A defesa do ex-presidente Jair Bolsonaro protocolou manifestação junto ao Supremo Tribunal Federal (STF) para esclarecer que não houve autorização para a criação ou veiculação de um vídeo desenvolvido por inteligência artificial (IA) exibido na convenção nacional do PL. O material simulava um pronunciamento do ex-mandatário em apoio à pré-candidatura de seu filho, o senador Flávio Bolsonaro, à Presidência da República.
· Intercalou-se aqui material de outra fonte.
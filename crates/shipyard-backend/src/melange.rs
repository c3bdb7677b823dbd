//! melange package backend.
//!
//! Packages are built into a per-platform repository directory. Publishing
//! wraps that directory as the single layer of an OCI artifact.

use async_trait::async_trait;
use shipyard_core::backend::MelangeConfig;
use shipyard_core::{
    ArtifactContent, ArtifactHandle, Backend, BackendConfig, BackendKind, BuildId,
    CredentialEntry, Digest, Error, ImageReference, Platform, PublishedRef, RawArtifact, Result,
};
use std::path::{Path, PathBuf};
use tracing::info;

use crate::archive::{file_artifact, tar_directory};
use crate::crane::{Crane, child_target, platform_suffix};
use crate::process::ToolCommand;
use crate::BackendSettings;

#[derive(Debug, Clone)]
pub struct MelangeBackend {
    binary: String,
    work_dir: PathBuf,
    crane: Crane,
}

impl MelangeBackend {
    pub fn new(settings: &BackendSettings) -> Self {
        Self {
            binary: settings.melange.clone(),
            work_dir: settings.work_dir.join("melange"),
            crane: Crane::new(&settings.crane),
        }
    }

    /// melange names architectures the apk way.
    fn arch(platform: &Platform) -> &'static str {
        match (platform.arch(), platform.variant()) {
            ("amd64", _) => "x86_64",
            ("arm64", _) => "aarch64",
            ("arm", Some("v6")) => "armhf",
            ("arm", _) => "armv7",
            ("386", _) => "x86",
            ("ppc64le", _) => "ppc64le",
            ("s390x", _) => "s390x",
            ("riscv64", _) => "riscv64",
            _ => "unknown",
        }
    }

    pub fn bump_command(&self, config: &Path, version: &str) -> ToolCommand {
        ToolCommand::new(&self.binary)
            .arg("bump")
            .arg(config)
            .arg(version)
    }

    /// Private copy of the configuration for one build.
    fn staged_config(&self, id: BuildId, config: &MelangeConfig) -> PathBuf {
        let file_name = config
            .config
            .file_name()
            .map(|n| n.to_os_string())
            .unwrap_or_else(|| "melange.yaml".into());
        self.work_dir.join(id.short()).join(file_name)
    }

    pub fn build_command(&self, config: &MelangeConfig, platform: &Platform, out_dir: &Path) -> ToolCommand {
        ToolCommand::new(&self.binary)
            .arg("build")
            .arg(&config.config)
            .arg("--arch")
            .arg(Self::arch(platform))
            .arg("--out-dir")
            .arg(out_dir)
            .optional("--signing-key", config.signing_key.as_ref())
            .optional("--source-dir", config.source_dir.as_ref())
            .repeated("--keyring-append", &config.keyring_append)
            .repeated("--repository-append", &config.repository_append)
    }

    fn out_dir(&self, id: BuildId, platform: &Platform) -> PathBuf {
        self.work_dir
            .join(id.short())
            .join(platform_suffix(platform))
    }

    async fn push_one(crane: &Crane, raw: &RawArtifact, target: &ImageReference) -> Result<Digest> {
        let ArtifactContent::Directory { path } = &raw.content else {
            return Err(Error::Internal(format!(
                "melange cannot push {:?} content",
                raw.content
            )));
        };

        let layer = path.with_extension("layer.tar");
        tar_directory(path.clone(), layer.clone()).await?;
        crane.append(&layer, target).await
    }
}

#[async_trait]
impl Backend for MelangeBackend {
    fn kind(&self) -> BackendKind {
        BackendKind::Melange
    }

    /// Bump the version on a private copy of the configuration, once for
    /// all platforms. The caller's file is never modified.
    async fn prepare(&self, id: BuildId, config: &BackendConfig) -> Result<BackendConfig> {
        let BackendConfig::Melange(melange) = config else {
            return Err(config.mismatch(BackendKind::Melange));
        };
        let Some(version) = &melange.version else {
            return Ok(config.clone());
        };

        let staged = self.staged_config(id, melange);
        if let Some(parent) = staged.parent() {
            tokio::fs::create_dir_all(parent)
                .await
                .map_err(|e| Error::Internal(format!("failed to create {}: {}", parent.display(), e)))?;
        }
        tokio::fs::copy(&melange.config, &staged).await.map_err(|e| {
            Error::Config(format!("cannot read {}: {}", melange.config.display(), e))
        })?;

        info!(config = %melange.config.display(), version = %version, "melange bump");
        self.bump_command(&staged, version).run().await?;

        let mut prepared = melange.clone();
        prepared.config = staged;
        prepared.version = None;
        // Sources stay relative to the original configuration.
        if prepared.source_dir.is_none() {
            prepared.source_dir = melange
                .config
                .parent()
                .filter(|p| !p.as_os_str().is_empty())
                .map(Path::to_path_buf)
                .or_else(|| Some(PathBuf::from(".")));
        }
        Ok(BackendConfig::Melange(prepared))
    }

    async fn build(
        &self,
        id: BuildId,
        config: &BackendConfig,
        platform: &Platform,
    ) -> Result<RawArtifact> {
        let BackendConfig::Melange(melange) = config else {
            return Err(config.mismatch(BackendKind::Melange));
        };
        if Self::arch(platform) == "unknown" {
            return Err(Error::Config(format!("melange cannot build for {}", platform)));
        }

        if melange.version.is_some() {
            return Err(Error::Internal(
                "melange version bump must be applied by prepare".to_string(),
            ));
        }

        let out_dir = self.out_dir(id, platform);
        tokio::fs::create_dir_all(&out_dir)
            .await
            .map_err(|e| Error::Internal(format!("failed to create {}: {}", out_dir.display(), e)))?;

        info!(config = %melange.config.display(), platform = %platform, "melange build");
        self.build_command(melange, platform, &out_dir).run().await?;

        file_artifact(
            BackendKind::Melange,
            platform,
            ArtifactContent::Directory { path: out_dir },
        )
        .await
    }

    async fn login(&self, credentials: &CredentialEntry) -> Result<()> {
        self.crane.session(&self.work_dir, Some(credentials)).await?;
        Ok(())
    }

    async fn push(
        &self,
        artifact: &ArtifactHandle,
        target: &ImageReference,
        credentials: Option<&CredentialEntry>,
    ) -> Result<PublishedRef> {
        let (_auth, crane) = self.crane.session(&self.work_dir, credentials).await?;

        if !artifact.is_multi_platform() {
            let digest = Self::push_one(&crane, &artifact.manifests()[0], target).await?;
            return Ok(PublishedRef::new(target, digest));
        }

        let mut children = Vec::with_capacity(artifact.manifests().len());
        for raw in artifact.manifests() {
            let child = child_target(target, &raw.platform)?;
            let digest = Self::push_one(&crane, raw, &child).await?;
            children.push(format!("{}@{}", child.name(), digest));
        }
        let digest = crane.index_append(&children, target).await?;
        Ok(PublishedRef::new(target, digest))
    }

    async fn alias(
        &self,
        published: &PublishedRef,
        target: &ImageReference,
        credentials: Option<&CredentialEntry>,
    ) -> Result<()> {
        let (_auth, crane) = self.crane.session(&self.work_dir, credentials).await?;
        crane.copy(&published.reference, target).await
    }
}

#[cfg(test)]
mod tests {
    use super::*;

    fn backend() -> MelangeBackend {
        MelangeBackend::new(&BackendSettings::new("/work"))
    }

    #[test]
    fn test_arch_names() {
        assert_eq!(MelangeBackend::arch(&Platform::new("linux", "amd64")), "x86_64");
        assert_eq!(MelangeBackend::arch(&Platform::new("linux", "arm64")), "aarch64");
        assert_eq!(
            MelangeBackend::arch(&Platform::new("linux", "arm").with_variant("v7")),
            "armv7"
        );
        assert_eq!(MelangeBackend::arch(&Platform::new("linux", "mips")), "unknown");
    }

    #[test]
    fn test_build_command() {
        let mut config = MelangeConfig::new("hello.yaml");
        config.signing_key = Some(PathBuf::from("melange.rsa"));
        config.source_dir = Some(PathBuf::from("src"));
        config.repository_append = vec!["https://packages.wolfi.dev/os".to_string()];

        let cmd = backend().build_command(&config, &Platform::new("linux", "arm64"), Path::new("/out"));
        assert_eq!(
            cmd.arg_strings(),
            vec![
                "build",
                "hello.yaml",
                "--arch",
                "aarch64",
                "--out-dir",
                "/out",
                "--signing-key",
                "melange.rsa",
                "--source-dir",
                "src",
                "--repository-append",
                "https://packages.wolfi.dev/os",
            ]
        );
    }

    #[test]
    fn test_bump_command() {
        let cmd = backend().bump_command(Path::new("hello.yaml"), "1.2.3");
        assert_eq!(cmd.arg_strings(), vec!["bump", "hello.yaml", "1.2.3"]);
    }

    /// A stand-in `melange` that logs each invocation and edits the file it
    /// is asked to bump.
    #[cfg(unix)]
    fn fake_melange(dir: &Path) -> (PathBuf, PathBuf) {
        use std::os::unix::fs::PermissionsExt;

        let log = dir.join("calls.log");
        let script = dir.join("melange");
        std::fs::write(
            &script,
            format!(
                "#!/bin/sh\necho \"$1 $2\" >> {log}\nif [ \"$1\" = bump ]; then echo \"version: $3\" >> \"$2\"; fi\n",
                log = log.display()
            ),
        )
        .unwrap();
        std::fs::set_permissions(&script, std::fs::Permissions::from_mode(0o755)).unwrap();
        (script, log)
    }

    #[cfg(unix)]
    #[tokio::test]
    async fn test_version_bump_runs_once_on_private_copy() {
        let dir = tempfile::tempdir().unwrap();
        let (script, log) = fake_melange(dir.path());
        let source = dir.path().join("hello.yaml");
        std::fs::write(&source, "package:\n  name: hello\n").unwrap();

        let mut settings = BackendSettings::new(dir.path().join("work"));
        settings.melange = script.to_string_lossy().into_owned();
        let backend = MelangeBackend::new(&settings);

        let mut melange = MelangeConfig::new(&source);
        melange.version = Some("1.2.3".to_string());
        let id = BuildId::new();

        let prepared = backend.prepare(id, &BackendConfig::Melange(melange)).await.unwrap();
        let amd = Platform::new("linux", "amd64");
        let arm = Platform::new("linux", "arm64");
        let (a, b) = tokio::join!(
            backend.build(id, &prepared, &amd),
            backend.build(id, &prepared, &arm)
        );
        a.unwrap();
        b.unwrap();

        let calls = std::fs::read_to_string(&log).unwrap();
        let bumps: Vec<&str> = calls.lines().filter(|l| l.starts_with("bump")).collect();
        assert_eq!(bumps.len(), 1, "calls: {}", calls);
        assert_eq!(calls.lines().filter(|l| l.starts_with("build")).count(), 2);

        assert_eq!(
            std::fs::read_to_string(&source).unwrap(),
            "package:\n  name: hello\n"
        );

        let BackendConfig::Melange(prepared) = prepared else {
            panic!("expected a melange configuration");
        };
        assert_ne!(prepared.config, source);
        assert!(prepared.config.starts_with(dir.path().join("work")));
        assert!(prepared.version.is_none());
        assert_eq!(prepared.source_dir.as_deref(), Some(dir.path()));
        assert!(
            std::fs::read_to_string(&prepared.config)
                .unwrap()
                .ends_with("version: 1.2.3\n")
        );
    }

    #[tokio::test]
    async fn test_prepare_without_version_is_passthrough() {
        let config = BackendConfig::Melange(MelangeConfig::new("hello.yaml"));
        let prepared = backend().prepare(BuildId::new(), &config).await.unwrap();
        assert_eq!(prepared, config);
    }

    #[tokio::test]
    async fn test_unsupported_platform_is_config_error() {
        let config = BackendConfig::Melange(MelangeConfig::new("hello.yaml"));
        let err = backend()
            .build(BuildId::new(), &config, &Platform::new("linux", "mips"))
            .await
            .unwrap_err();
        assert!(matches!(err, Error::Config(_)));
    }
}
//! Variable interpolation for pipeline definitions.
//!
//! Supports variables like:
//! - `${git.sha}` - Full commit SHA
//! - `${git.short_sha}` - Short (7 char) commit SHA
//! - `${git.branch}` - Current branch name
//! - `${git.tag}` - Tag at HEAD (if any)
//! - `${git.ref}` - Tag if present, otherwise branch
//! - `${git.ref_slug}` - `${git.ref}` made safe for an image tag
//! - `${pipeline.name}` - Pipeline name
//! - `${env.VAR_NAME}` - Environment variable
//! - `${timestamp}` - Unix timestamp
//! - `${date}` - ISO date (YYYY-MM-DD)
//! - `${name}` - Custom variable (e.g. from `--var name=value`)

use regex::Regex;
use std::collections::HashMap;
use std::sync::LazyLock;

/// Values available to `${...}` references.
#[derive(Debug, Clone, Default)]
pub struct VariableContext {
    pub git: GitContext,
    pub pipeline_name: String,
    pub env: HashMap<String, String>,
    pub custom: HashMap<String, String>,
}

#[derive(Debug, Clone, Default)]
pub struct GitContext {
    pub sha: String,
    pub short_sha: String,
    pub branch: String,
    pub tag: Option<String>,
    pub ref_name: String,
}

static VAR_REGEX: LazyLock<Regex> = LazyLock::new(|| {
    Regex::new(r"\$\{([a-zA-Z_][a-zA-Z0-9_]*(?:\.[a-zA-Z_][a-zA-Z0-9_]*)?)\}")
        .expect("Invalid regex")
});

static TAG_UNSAFE: LazyLock<Regex> =
    LazyLock::new(|| Regex::new(r"[^a-zA-Z0-9_.-]+").expect("Invalid regex"));

/// Reduce `input` to characters valid in an image tag.
pub fn slugify(input: &str) -> String {
    let slug = TAG_UNSAFE.replace_all(input, "-");
    let slug = slug.trim_start_matches(['.', '-']);
    slug.chars().take(128).collect()
}

impl VariableContext {
    pub fn new() -> Self {
        Self::default()
    }

    /// Context for the current process: CI variables first, then the git
    /// repository at `repo_path` for anything they did not provide.
    pub fn detect(repo_path: &str) -> Self {
        let mut ctx = Self::new();
        ctx.populate_env();
        ctx.populate_git_from_env();
        if ctx.git.sha.is_empty() {
            ctx.populate_git_from_repo(repo_path);
        }
        ctx
    }

    fn env_any(&self, names: &[&str]) -> Option<String> {
        names
            .iter()
            .find_map(|n| self.env.get(*n))
            .filter(|v| !v.is_empty())
            .cloned()
    }

    /// Populate git context from CI environment variables.
    pub fn populate_git_from_env(&mut self) {
        if let Some(sha) = self.env_any(&["SHIPYARD_COMMIT_SHA", "GITHUB_SHA", "CI_COMMIT_SHA"]) {
            self.git.short_sha = sha.chars().take(7).collect();
            self.git.sha = sha;
        }

        if let Some(branch) =
            self.env_any(&["SHIPYARD_BRANCH", "GITHUB_HEAD_REF", "CI_COMMIT_BRANCH"])
        {
            self.git.branch = branch;
        }

        self.git.tag = self.env_any(&["SHIPYARD_TAG", "CI_COMMIT_TAG"]).or_else(|| {
            self.env
                .get("GITHUB_REF_TYPE")
                .filter(|t| *t == "tag")
                .and_then(|_| self.env.get("GITHUB_REF_NAME").cloned())
        });

        if self.git.branch.is_empty() && self.git.tag.is_none() {
            if let Some(name) = self.env_any(&["GITHUB_REF_NAME"]) {
                self.git.branch = name;
            }
        }

        self.git.ref_name = self
            .git
            .tag
            .clone()
            .unwrap_or_else(|| self.git.branch.clone());
    }

    /// Populate git context by running git in `repo_path`.
    pub fn populate_git_from_repo(&mut self, repo_path: &str) {
        use std::process::Command;

        let run_git = |args: &[&str]| -> Option<String> {
            Command::new("git")
                .args(args)
                .current_dir(repo_path)
                .output()
                .ok()
                .filter(|o| o.status.success())
                .map(|o| String::from_utf8_lossy(&o.stdout).trim().to_string())
                .filter(|s| !s.is_empty())
        };

        if let Some(sha) = run_git(&["rev-parse", "HEAD"]) {
            self.git.short_sha = sha.chars().take(7).collect();
            self.git.sha = sha;
        }

        if let Some(branch) = run_git(&["rev-parse", "--abbrev-ref", "HEAD"]) {
            if branch != "HEAD" {
                self.git.ref_name = branch.clone();
                self.git.branch = branch;
            }
        }

        if let Some(tag) = run_git(&["describe", "--tags", "--exact-match", "HEAD"]) {
            self.git.ref_name = tag.clone();
            self.git.tag = Some(tag);
        }
    }

    pub fn populate_env(&mut self) {
        self.env.extend(std::env::vars());
    }

    pub fn set(&mut self, name: &str, value: impl Into<String>) {
        self.custom.insert(name.to_string(), value.into());
    }

    pub fn resolve(&self, var_name: &str) -> Option<String> {
        let parts: Vec<&str> = var_name.split('.').collect();

        match parts.as_slice() {
            ["git", "sha"] => Some(self.git.sha.clone()),
            ["git", "short_sha"] => Some(self.git.short_sha.clone()),
            ["git", "branch"] => Some(self.git.branch.clone()),
            ["git", "tag"] => self.git.tag.clone(),
            ["git", "ref"] => Some(self.git.ref_name.clone()),
            ["git", "ref_slug"] => Some(slugify(&self.git.ref_name)),

            ["pipeline", "name"] => Some(self.pipeline_name.clone()),

            ["env", name] => self.env.get(*name).cloned(),

            ["timestamp"] => Some(chrono::Utc::now().timestamp().to_string()),
            ["date"] => Some(chrono::Utc::now().format("%Y-%m-%d").to_string()),

            [name] => self.custom.get(*name).cloned(),

            _ => None,
        }
    }

    /// Replace every resolvable `${...}`; unknown references are left as is.
    pub fn interpolate(&self, input: &str) -> String {
        VAR_REGEX
            .replace_all(input, |caps: &regex::Captures| {
                let var_name = &caps[1];
                self.resolve(var_name)
                    .unwrap_or_else(|| format!("${{{}}}", var_name))
            })
            .to_string()
    }

    /// Names referenced by `input` that this context cannot resolve.
    pub fn unresolved(&self, input: &str) -> Vec<String> {
        VAR_REGEX
            .captures_iter(input)
            .map(|caps| caps[1].to_string())
            .filter(|name| self.resolve(name).is_none())
            .collect()
    }
}

#[cfg(test)]
mod tests {
    use super::*;

    fn context() -> VariableContext {
        let mut ctx = VariableContext::new();
        ctx.git = GitContext {
            sha: "abc1234567890".to_string(),
            short_sha: "abc1234".to_string(),
            branch: "feature/login".to_string(),
            tag: None,
            ref_name: "feature/login".to_string(),
        };
        ctx.pipeline_name = "base".to_string();
        ctx
    }

    #[test]
    fn test_basic_interpolation() {
        let result = context().interpolate("ghcr.io/acme/${pipeline.name}:${git.short_sha}");
        assert_eq!(result, "ghcr.io/acme/base:abc1234");
    }

    #[test]
    fn test_ref_slug_is_tag_safe() {
        assert_eq!(context().interpolate("${git.ref_slug}"), "feature-login");
        assert_eq!(slugify("..v1/rc 2"), "v1-rc-2");
    }

    #[test]
    fn test_env_and_custom_variables() {
        let mut ctx = context();
        ctx.env.insert("RELEASE".to_string(), "2024.06".to_string());
        ctx.set("flavor", "slim");

        assert_eq!(ctx.interpolate("${env.RELEASE}-${flavor}"), "2024.06-slim");
    }

    #[test]
    fn test_unknown_variable_preserved_and_reported() {
        let ctx = context();
        assert_eq!(ctx.interpolate("v-${git.tag}"), "v-${git.tag}");
        assert_eq!(ctx.unresolved("${git.tag}-${git.sha}"), vec!["git.tag".to_string()]);
    }

    #[test]
    fn test_git_from_ci_env() {
        let mut ctx = VariableContext::new();
        ctx.env.insert("GITHUB_SHA".to_string(), "0123456789abcdef".to_string());
        ctx.env.insert("GITHUB_REF_TYPE".to_string(), "tag".to_string());
        ctx.env.insert("GITHUB_REF_NAME".to_string(), "v1.4.0".to_string());
        ctx.populate_git_from_env();

        assert_eq!(ctx.git.short_sha, "0123456");
        assert_eq!(ctx.git.tag.as_deref(), Some("v1.4.0"));
        assert_eq!(ctx.git.ref_name, "v1.4.0");
    }

    #[test]
    fn test_date_format() {
        let result = VariableContext::new().interpolate("${date}");
        assert_eq!(result.len(), 10);
        assert!(result.contains('-'));
    }
}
A resposta atende a um pedido de explicações determinado pelo ministro Alexandre de Moraes, que investiga potenciais violações às medidas cautelares da prisão domiciliar de Bolsonaro e o descumprimento das normas eleitorais relativas ao uso de deep fakes.
Determinação de Esclarecimento: O ministro Alexandre de Moraes estabeleceu prazo de 48 horas para a manifestação, ressaltando que Bolsonaro cumpre prisão domiciliar e está proibido de divulgar manifestações de teor político-eleitoral, inclusive por meio de terceiros.
Vedações da Justiça Eleitoral: O relator ponderou que, sem a devida concordância, a simulação audiovisual pode configurar deep fake — prática vedada pelas resoluções do Tribunal Superior Eleitoral (TSE) para associação artificial de voz e imagem a campanhas.
Riscos de Sanções: A apuração busca identificar se o episódio caracterizou dolo por parte do ex-presidente na burla de suas restrições judiciais ou se restringe a uma infração regulatória cometida pelos organizadores do evento partidário.
Impossibilidade de Contato e Autorização: Os advogados alegaram a inviabilidade de qualquer anuência, visto que Flávio Bolsonaro cumpre proibição de visitas ao pai por 90 dias — além de o ex-presidente estar com o direito de visitas suspenso por 30 dias em função da divulgação prévia de uma carta nas redes sociais.
Praxe na Atuação Familiar: A petição ressaltou que os filhos de Bolsonaro historicamente utilizam fotografias, discursos, entrevistas e declarações públicas do pai para a atividade político-partidária, em dinâmica contínua e sem necessidade de autorizações formais pontuais.
Desvinculação do Ex-Presidente: A peça busca isentar Jair Bolsonaro da responsabilidade direta pela produção e exibição do vídeo sintetizado, atribuindo a veiculação às decisões da organização da convenção do PL.
"Seus filhos sempre utilizaram sua imagem pública no âmbito da atividade político-partidária, reproduzindo fotografias, gravações, pronunciamentos, discursos, entrevistas e demais manifestações públicas, prática notória, contínua e jamais objeto de qualquer oposição por parte do titular desse direito."
— Defesa de Jair Bolsonaro, em petição encaminhada ao Supremo Tribunal Federal (STF).